The file is part of a process designed to decode and launch the malicious payload, which is a .NET DLL file designed to evade the Microsoft Antimalware Scan Interface and prepare a system for having most of its files get forcibly encrypted. Trustwave says the malware can also adjust registry settings to escalate privileges, identify other systems via Active Directory and mount external drives.
For this worm-like capability, "this malware does not require Active Directory administrator-level access," Sigler says. "Instead, it uses a common 'pass the hash' technique using the local LocalAccountTokenFilterPolicy registry key to gain access to the local admin. It then uses that elevated local access for network and share enumeration."
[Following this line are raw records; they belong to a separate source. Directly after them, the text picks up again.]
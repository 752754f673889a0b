// gamm/src/pricing.rs

//! Pricing engine for weighted pools.
//!
//! All functions are pure: they read a pool and return an updated copy
//! without touching any store. Outputs are truncated and required inputs are
//! rounded up, so integer rounding always favors the pool.

use crate::pool::Pool;
use crate::{GammError, GammResult};
use amm_core::math::pow;
use amm_core::{Amount, Dec};

/// Largest fraction of the input reserve one swap may add, as `(numerator, denominator)`
pub const MAX_IN_RATIO: (u64, u64) = (1, 2);

/// Largest fraction of the output reserve one swap may remove
pub const MAX_OUT_RATIO: (u64, u64) = (1, 3);

/// Result of pricing a single-pool swap
#[derive(Debug, Clone, PartialEq, Eq)]
pub struct SwapOutcome {
    pub amount_in: Amount,
    pub amount_out: Amount,
    /// Pool with the swap applied, ready to commit
    pub pool: Pool,
}

pub(crate) fn one_minus(x: &Dec) -> Dec {
    &Dec::one() - x
}

/// `amount / balance > numerator / denominator`
pub(crate) fn exceeds_ratio(amount: &Amount, balance: &Amount, (numerator, denominator): (u64, u64)) -> bool {
    amount.inner() * denominator > balance.inner() * numerator
}

fn check_pair(denom_in: &str, denom_out: &str) -> GammResult<()> {
    if denom_in == denom_out {
        return Err(GammError::InvalidParameter(format!(
            "cannot swap {} for itself",
            denom_in
        )));
    }
    Ok(())
}

/// `(balance_in / weight_in) / (balance_out / weight_out)`
pub fn spot_price(pool: &Pool, denom_in: &str, denom_out: &str) -> GammResult<Dec> {
    let asset_in = pool.asset(denom_in)?;
    let asset_out = pool.asset(denom_out)?;

    let numerator = Dec::from_amount(&asset_in.balance).mul(&asset_out.weight);
    let denominator = Dec::from_amount(&asset_out.balance).mul(&asset_in.weight);
    Ok(numerator.quo(&denominator)?)
}

/// Spot price grossed up by the swap fee: what the next marginal unit costs
pub fn spot_price_with_swap_fee(pool: &Pool, denom_in: &str, denom_out: &str) -> GammResult<Dec> {
    let spot = spot_price(pool, denom_in, denom_out)?;
    Ok(spot.quo(&one_minus(pool.swap_fee()))?)
}

/// `balance_out * (1 - (balance_in / (balance_in + amount_in * (1 - fee))) ^ (weight_in / weight_out))`
pub fn calc_out_given_in(
    balance_in: &Dec,
    weight_in: &Dec,
    balance_out: &Dec,
    weight_out: &Dec,
    amount_in: &Dec,
    swap_fee: &Dec,
) -> GammResult<Dec> {
    let weight_ratio = weight_in.quo(weight_out)?;
    let adjusted_in = amount_in.mul(&one_minus(swap_fee));
    let y = balance_in.quo(&(balance_in + &adjusted_in))?;
    let foo = pow(&y, &weight_ratio)?;
    Ok(balance_out.mul(&one_minus(&foo)))
}

/// `balance_in * ((balance_out / (balance_out - amount_out)) ^ (weight_out / weight_in) - 1) / (1 - fee)`
pub fn calc_in_given_out(
    balance_in: &Dec,
    weight_in: &Dec,
    balance_out: &Dec,
    weight_out: &Dec,
    amount_out: &Dec,
    swap_fee: &Dec,
) -> GammResult<Dec> {
    let weight_ratio = weight_out.quo(weight_in)?;
    let diff = balance_out - amount_out;
    let y = balance_out.quo(&diff)?;
    let foo = pow(&y, &weight_ratio)?;
    let bar = &foo - &Dec::one();
    Ok(balance_in.mul(&bar).quo(&one_minus(swap_fee))?)
}

fn apply_swap(
    pool: &Pool,
    denom_in: &str,
    amount_in: &Amount,
    denom_out: &str,
    amount_out: &Amount,
) -> GammResult<Pool> {
    let mut updated = pool.clone();

    let asset_in = updated.asset_mut(denom_in)?;
    asset_in.balance = &asset_in.balance + amount_in;

    let asset_out = updated.asset_mut(denom_out)?;
    asset_out.balance = asset_out.balance.checked_sub(amount_out).ok_or_else(|| {
        GammError::InsufficientLiquidity(format!(
            "pool {} holds less than {}{}",
            pool.id(),
            amount_out,
            denom_out
        ))
    })?;

    Ok(updated)
}

/// Swap a fixed input for as much output as the pool gives, at least `min_amount_out`
pub fn swap_exact_in(
    pool: &Pool,
    denom_in: &str,
    amount_in: &Amount,
    denom_out: &str,
    min_amount_out: &Amount,
) -> GammResult<SwapOutcome> {
    check_pair(denom_in, denom_out)?;
    if amount_in.is_zero() {
        return Err(GammError::InvalidParameter("token in amount must be positive".into()));
    }

    let asset_in = pool.asset(denom_in)?;
    let asset_out = pool.asset(denom_out)?;

    if exceeds_ratio(amount_in, &asset_in.balance, MAX_IN_RATIO) {
        return Err(GammError::InsufficientLiquidity(format!(
            "{}{} exceeds the max in ratio of pool {}",
            amount_in,
            denom_in,
            pool.id()
        )));
    }

    let amount_out = calc_out_given_in(
        &Dec::from_amount(&asset_in.balance),
        &asset_in.weight,
        &Dec::from_amount(&asset_out.balance),
        &asset_out.weight,
        &Dec::from_amount(amount_in),
        pool.swap_fee(),
    )?
    .truncate_amount()?;

    if amount_out >= asset_out.balance || exceeds_ratio(&amount_out, &asset_out.balance, MAX_OUT_RATIO) {
        return Err(GammError::InsufficientLiquidity(format!(
            "{}{} exceeds the max out ratio of pool {}",
            amount_out,
            denom_out,
            pool.id()
        )));
    }
    if amount_out < *min_amount_out {
        return Err(GammError::SlippageExceeded(format!(
            "{}{} out is less than the minimum {}",
            amount_out, denom_out, min_amount_out
        )));
    }
    if amount_out.is_zero() {
        return Err(GammError::InvalidParameter(format!(
            "{}{} buys no {}",
            amount_in, denom_in, denom_out
        )));
    }

    let updated = apply_swap(pool, denom_in, amount_in, denom_out, &amount_out)?;
    Ok(SwapOutcome {
        amount_in: amount_in.clone(),
        amount_out,
        pool: updated,
    })
}

/// Price a fixed output without bounding the input
pub fn quote_exact_out(
    pool: &Pool,
    denom_in: &str,
    denom_out: &str,
    amount_out: &Amount,
) -> GammResult<SwapOutcome> {
    check_pair(denom_in, denom_out)?;
    if amount_out.is_zero() {
        return Err(GammError::InvalidParameter("token out amount must be positive".into()));
    }

    let asset_in = pool.asset(denom_in)?;
    let asset_out = pool.asset(denom_out)?;

    if *amount_out >= asset_out.balance || exceeds_ratio(amount_out, &asset_out.balance, MAX_OUT_RATIO) {
        return Err(GammError::InsufficientLiquidity(format!(
            "{}{} exceeds the max out ratio of pool {}",
            amount_out,
            denom_out,
            pool.id()
        )));
    }

    let amount_in = calc_in_given_out(
        &Dec::from_amount(&asset_in.balance),
        &asset_in.weight,
        &Dec::from_amount(&asset_out.balance),
        &asset_out.weight,
        &Dec::from_amount(amount_out),
        pool.swap_fee(),
    )?
    .ceil_amount()?;

    if amount_in.is_zero() {
        return Err(GammError::InvalidParameter(format!(
            "{}{} costs no {}",
            amount_out, denom_out, denom_in
        )));
    }
    if exceeds_ratio(&amount_in, &asset_in.balance, MAX_IN_RATIO) {
        return Err(GammError::InsufficientLiquidity(format!(
            "{}{} exceeds the max in ratio of pool {}",
            amount_in,
            denom_in,
            pool.id()
        )));
    }

    let updated = apply_swap(pool, denom_in, &amount_in, denom_out, amount_out)?;
    Ok(SwapOutcome {
        amount_in,
        amount_out: amount_out.clone(),
        pool: updated,
    })
}

/// Buy a fixed output for at most `max_amount_in`
pub fn swap_exact_out(
    pool: &Pool,
    denom_in: &str,
    max_amount_in: &Amount,
    denom_out: &str,
    amount_out: &Amount,
) -> GammResult<SwapOutcome> {
    let outcome = quote_exact_out(pool, denom_in, denom_out, amount_out)?;
    if outcome.amount_in > *max_amount_in {
        return Err(GammError::SlippageExceeded(format!(
            "{}{} in is more than the maximum {}",
            outcome.amount_in, denom_in, max_amount_in
        )));
    }
    Ok(outcome)
}

#[cfg(test)]
mod tests {
    use super::*;
    use crate::pool::{prepare_assets, PoolAsset, PoolParams, MAX_WEIGHT_RATIO};
    use amm_core::{Coin, CoreError};

    fn d(s: &str) -> Dec {
        s.parse().unwrap()
    }

    fn pool(balances: &[(&str, u64, &str)], swap_fee: &str) -> Pool {
        let assets = prepare_assets(
            balances
                .iter()
                .map(|(denom, amount, weight)| (Coin::new(*denom, Amount::from_u64(*amount)), d(weight)))
                .collect(),
        )
        .unwrap();
        let params = PoolParams::new(d(swap_fee), Dec::zero()).unwrap();
        Pool::from_parts(1, params, assets, crate::pool::init_pool_shares())
    }

    #[test]
    fn test_balanced_pool_example() {
        let pool = pool(&[("tokena", 100, "1"), ("tokenb", 100, "1")], "0");

        let exact = calc_out_given_in(&d("100"), &d("0.5"), &d("100"), &d("0.5"), &d("10"), &Dec::zero()).unwrap();
        // 100 - 100 * 100 / 110
        assert_eq!(exact, d("9.090909090909090900"));

        let outcome = swap_exact_in(&pool, "tokena", &Amount::from_u64(10), "tokenb", &Amount::zero()).unwrap();
        assert_eq!(outcome.amount_out, Amount::from_u64(9));
        assert_eq!(outcome.pool.asset("tokena").unwrap().balance, Amount::from_u64(110));
        assert_eq!(outcome.pool.asset("tokenb").unwrap().balance, Amount::from_u64(91));
    }

    #[test]
    fn test_spot_price() {
        let pool = pool(&[("tokena", 200, "1"), ("tokenb", 100, "1")], "0");
        assert_eq!(spot_price(&pool, "tokena", "tokenb").unwrap(), d("2"));
        assert_eq!(spot_price(&pool, "tokenb", "tokena").unwrap(), d("0.5"));

        let weighted = pool_with_weights();
        // (100 / 0.2) / (400 / 0.8)
        assert_eq!(spot_price(&weighted, "tokena", "tokenb").unwrap(), Dec::one());
    }

    fn pool_with_weights() -> Pool {
        pool(&[("tokena", 100, "1"), ("tokenb", 400, "4")], "0")
    }

    #[test]
    fn test_spot_price_with_fee() {
        let pool = pool(&[("tokena", 100, "1"), ("tokenb", 100, "1")], "0.5");
        assert_eq!(spot_price_with_swap_fee(&pool, "tokena", "tokenb").unwrap(), d("2"));
    }

    #[test]
    fn test_spot_price_unknown_denom() {
        let pool = pool(&[("tokena", 100, "1"), ("tokenb", 100, "1")], "0");
        assert!(matches!(
            spot_price(&pool, "tokena", "tokenc"),
            Err(GammError::DenomNotFound { .. })
        ));
    }

    #[test]
    fn test_slippage_rejected() {
        let pool = pool(&[("tokena", 100, "1"), ("tokenb", 100, "1")], "0");
        let err = swap_exact_in(&pool, "tokena", &Amount::from_u64(10), "tokenb", &Amount::from_u64(10)).unwrap_err();
        assert!(matches!(err, GammError::SlippageExceeded(_)));

        let err = swap_exact_out(&pool, "tokena", &Amount::from_u64(10), "tokenb", &Amount::from_u64(10)).unwrap_err();
        assert!(matches!(err, GammError::SlippageExceeded(_)));
    }

    #[test]
    fn test_ratio_guards() {
        let pool = pool(&[("tokena", 100, "1"), ("tokenb", 100, "1")], "0");
        let err = swap_exact_in(&pool, "tokena", &Amount::from_u64(51), "tokenb", &Amount::zero()).unwrap_err();
        assert!(matches!(err, GammError::InsufficientLiquidity(_)));

        let err = quote_exact_out(&pool, "tokena", "tokenb", &Amount::from_u64(34)).unwrap_err();
        assert!(matches!(err, GammError::InsufficientLiquidity(_)));

        let err = quote_exact_out(&pool, "tokena", "tokenb", &Amount::from_u64(100)).unwrap_err();
        assert!(matches!(err, GammError::InsufficientLiquidity(_)));
    }

    #[test]
    fn test_invalid_parameters() {
        let pool = pool(&[("tokena", 100, "1"), ("tokenb", 100, "1")], "0");
        assert!(matches!(
            swap_exact_in(&pool, "tokena", &Amount::zero(), "tokenb", &Amount::zero()),
            Err(GammError::InvalidParameter(_))
        ));
        assert!(matches!(
            swap_exact_in(&pool, "tokena", &Amount::from_u64(1), "tokena", &Amount::zero()),
            Err(GammError::InvalidParameter(_))
        ));
        // 1 unit in buys nothing out of a 100/100 pool
        assert!(matches!(
            swap_exact_in(&pool, "tokena", &Amount::from_u64(1), "tokenb", &Amount::zero()),
            Err(GammError::InvalidParameter(_))
        ));
    }

    #[test]
    fn test_exact_out_rounds_up() {
        let pool = pool(&[("tokena", 1_000_000, "1"), ("tokenb", 1_000_000, "1")], "0");
        let outcome = quote_exact_out(&pool, "tokena", "tokenb", &Amount::from_u64(9_900)).unwrap();
        // 1e6 * (1e6 / 990100 - 1) = 9998.99...
        assert_eq!(outcome.amount_in, Amount::from_u64(9_999));
        assert_eq!(outcome.pool.asset("tokenb").unwrap().balance, Amount::from_u64(990_100));
    }

    #[test]
    fn test_fee_round_trip_at_integer_level() {
        let pool = pool(&[("tokena", 1_000_000, "1"), ("tokenb", 1_000_000, "1")], "0.003");
        let forward = swap_exact_in(&pool, "tokena", &Amount::from_u64(10_000), "tokenb", &Amount::zero()).unwrap();
        assert_eq!(forward.amount_out, Amount::from_u64(9_871));

        let back = swap_exact_out(&pool, "tokena", &Amount::from_u64(10_000), "tokenb", &forward.amount_out).unwrap();
        assert_eq!(back.amount_in, Amount::from_u64(10_000));
    }

    #[test]
    fn test_round_trip_without_fee_recovers_input() {
        let amount_in = d("12345");
        let out = calc_out_given_in(&d("1000000"), &d("0.5"), &d("1000000"), &d("0.5"), &amount_in, &Dec::zero()).unwrap();
        let back = calc_in_given_out(&d("1000000"), &d("0.5"), &d("1000000"), &d("0.5"), &out, &Dec::zero()).unwrap();
        assert!((&back - &amount_in).abs() <= d("0.000001"), "{} vs {}", back, amount_in);
    }

    #[test]
    fn test_unequal_weights() {
        // 20/80 pool priced at parity
        let pool = pool_with_weights();
        let outcome = swap_exact_in(&pool, "tokena", &Amount::from_u64(10), "tokenb", &Amount::zero()).unwrap();
        // 400 * (1 - (100/110)^0.25) = 9.4...
        assert_eq!(outcome.amount_out, Amount::from_u64(9));
    }

    #[test]
    fn test_extreme_weight_ratio_fails_fast() {
        // stored before weight ratios were bounded
        let legacy = Pool::from_parts(
            1,
            PoolParams::new(Dec::zero(), Dec::zero()).unwrap(),
            vec![
                PoolAsset { denom: "tokena".into(), weight: d("0.000000000999999999"), balance: Amount::from_u64(1_000_000) },
                PoolAsset { denom: "tokenb".into(), weight: d("0.999999999000000001"), balance: Amount::from_u64(1_000_000) },
            ],
            crate::pool::init_pool_shares(),
        );
        assert!(matches!(
            quote_exact_out(&legacy, "tokena", "tokenb", &Amount::from_u64(300_000)),
            Err(GammError::Math(CoreError::PowBaseOutOfRange(_)))
        ));
    }

    #[test]
    fn test_widest_allowed_pool_overflows_instead_of_hanging() {
        let limit = MAX_WEIGHT_RATIO.to_string();
        let pool = pool(&[("tokena", 1_000_000, "1"), ("tokenb", 1_000_000, limit.as_str())], "0");
        assert!(matches!(
            quote_exact_out(&pool, "tokena", "tokenb", &Amount::from_u64(300_000)),
            Err(GammError::Math(CoreError::Overflow(_)))
        ));
        // the cheap direction still prices
        quote_exact_out(&pool, "tokenb", "tokena", &Amount::from_u64(300_000)).unwrap();
    }
}
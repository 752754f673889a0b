// amm-core/src/upgrades.rs

use crate::{BlockNumber, CoreError, CoreResult};

/// Migration run once when its activation height is reached
pub type MigrationFn<C> = fn(&mut C) -> CoreResult<()>;

/// A scheduled chain upgrade
pub struct Upgrade<C> {
    /// Upgrade name, e.g. "v2"
    pub name: String,
    /// Height at which the migration runs
    pub height: BlockNumber,
    /// Migration body
    pub migration: MigrationFn<C>,
}

impl<C> std::fmt::Debug for Upgrade<C> {
    fn fmt(&self, f: &mut std::fmt::Formatter<'_>) -> std::fmt::Result {
        f.debug_struct("Upgrade")
            .field("name", &self.name)
            .field("height", &self.height)
            .finish()
    }
}

/// Static table of `(activation_height, migration)` pairs, strictly ordered by height
pub struct UpgradeSchedule<C> {
    upgrades: Vec<Upgrade<C>>,
}

impl<C> Default for UpgradeSchedule<C> {
    fn default() -> Self {
        Self { upgrades: Vec::new() }
    }
}

impl<C> UpgradeSchedule<C> {
    /// Create an empty schedule
    pub fn new() -> Self {
        Self::default()
    }

    /// Append an upgrade. Heights must be strictly increasing and names unique.
    pub fn register(
        &mut self,
        name: impl Into<String>,
        height: BlockNumber,
        migration: MigrationFn<C>,
    ) -> CoreResult<()> {
        let name = name.into();
        if height == 0 {
            return Err(CoreError::UpgradeError(format!(
                "upgrade '{}' cannot activate at genesis",
                name
            )));
        }
        if let Some(last) = self.upgrades.last() {
            if height <= last.height {
                return Err(CoreError::UpgradeError(format!(
                    "upgrade '{}' at {} must come after '{}' at {}",
                    name, height, last.name, last.height
                )));
            }
        }
        if self.upgrades.iter().any(|u| u.name == name) {
            return Err(CoreError::UpgradeError(format!("duplicate upgrade '{}'", name)));
        }
        self.upgrades.push(Upgrade {
            name,
            height,
            migration,
        });
        Ok(())
    }

    /// Upgrade activating exactly at `height`, if any
    pub fn upgrade_at(&self, height: BlockNumber) -> Option<&Upgrade<C>> {
        self.upgrades
            .binary_search_by_key(&height, |u| u.height)
            .ok()
            .map(|idx| &self.upgrades[idx])
    }

    /// All scheduled upgrades
    pub fn upgrades(&self) -> &[Upgrade<C>] {
        &self.upgrades
    }

    /// Run the migration scheduled for `height`; returns its name if one ran
    pub fn apply(&self, height: BlockNumber, ctx: &mut C) -> CoreResult<Option<String>> {
        let Some(upgrade) = self.upgrade_at(height) else {
            return Ok(None);
        };

        tracing::info!("Applying upgrade '{}' at height {}", upgrade.name, height);
        (upgrade.migration)(ctx).map_err(|e| {
            CoreError::UpgradeError(format!("upgrade '{}' failed: {}", upgrade.name, e))
        })?;
        tracing::info!("Upgrade '{}' applied", upgrade.name);

        Ok(Some(upgrade.name.clone()))
    }
}

#[cfg(test)]
mod tests {
    use super::*;

    fn bump(counter: &mut u32) -> CoreResult<()> {
        *counter += 1;
        Ok(())
    }

    fn double(counter: &mut u32) -> CoreResult<()> {
        *counter *= 2;
        Ok(())
    }

    fn broken(_counter: &mut u32) -> CoreResult<()> {
        Err(CoreError::ParseError("bad state".into()))
    }

    #[test]
    fn test_apply_runs_only_at_activation_height() {
        let mut schedule: UpgradeSchedule<u32> = UpgradeSchedule::new();
        schedule.register("v2", 10, bump).unwrap();
        schedule.register("v3", 20, double).unwrap();

        let mut counter = 1u32;
        for height in 1..=25 {
            schedule.apply(height, &mut counter).unwrap();
        }
        // (1 + 1) * 2
        assert_eq!(counter, 4);
        assert_eq!(schedule.upgrade_at(20).unwrap().name, "v3");
        assert!(schedule.upgrade_at(15).is_none());
    }

    #[test]
    fn test_heights_must_increase() {
        let mut schedule: UpgradeSchedule<u32> = UpgradeSchedule::new();
        schedule.register("v2", 10, bump).unwrap();
        assert!(schedule.register("v3", 10, double).is_err());
        assert!(schedule.register("v1", 5, double).is_err());
        assert!(schedule.register("v2", 30, double).is_err());
        assert!(schedule.register("v0", 0, double).is_err());
    }

    #[test]
    fn test_failed_migration_is_reported() {
        let mut schedule: UpgradeSchedule<u32> = UpgradeSchedule::new();
        schedule.register("v4", 3, broken).unwrap();

        let mut counter = 0u32;
        let err = schedule.apply(3, &mut counter).unwrap_err();
        assert!(matches!(err, CoreError::UpgradeError(msg) if msg.contains("v4")));
    }
}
For systems identified via Active Directory, the malware can send a "magic packet" that executes a wake-on-LAN command, which wakes offline devices so they can be encrypted
Like many other types of ransomware, however, Trustwave says BlackByte first checks a system's default language to see if the device appears to be located in Armenia, Azerbaijan, Belarus, Georgia, Kazakhstan, Russia, Tajikistan, Turkmen, Ukraine or Uzbekistan. If so, the malware quits.
Security experts say most ransomware operators appear to be Russian speakers, and will avoid attacking targets in Russia or any other countries that were part of the Soviet Union, to try and avoid reprisals from local law enforcement agencies.
For infections that do proceed, Trustwave says the version of BlackByte it analyzed would download a supposed PNG image file from an external server, which contains the information needed by the ransomware to generate a key and encrypt files. "If the ransomware fails to download the key, it will crash and will save the infected system from getting its files encrypted," it says. Otherwise, the ransomware begins enumerating drives for encryption, it says, using an "AES symmetric-key algorithm" derived from the PNG image file.
The required PNG file is no longer online, Trustwave says, which underpins its analysis that BlackByte's developers have likely already spotted the weak encryption and are preparing a fresh version of their ransomware.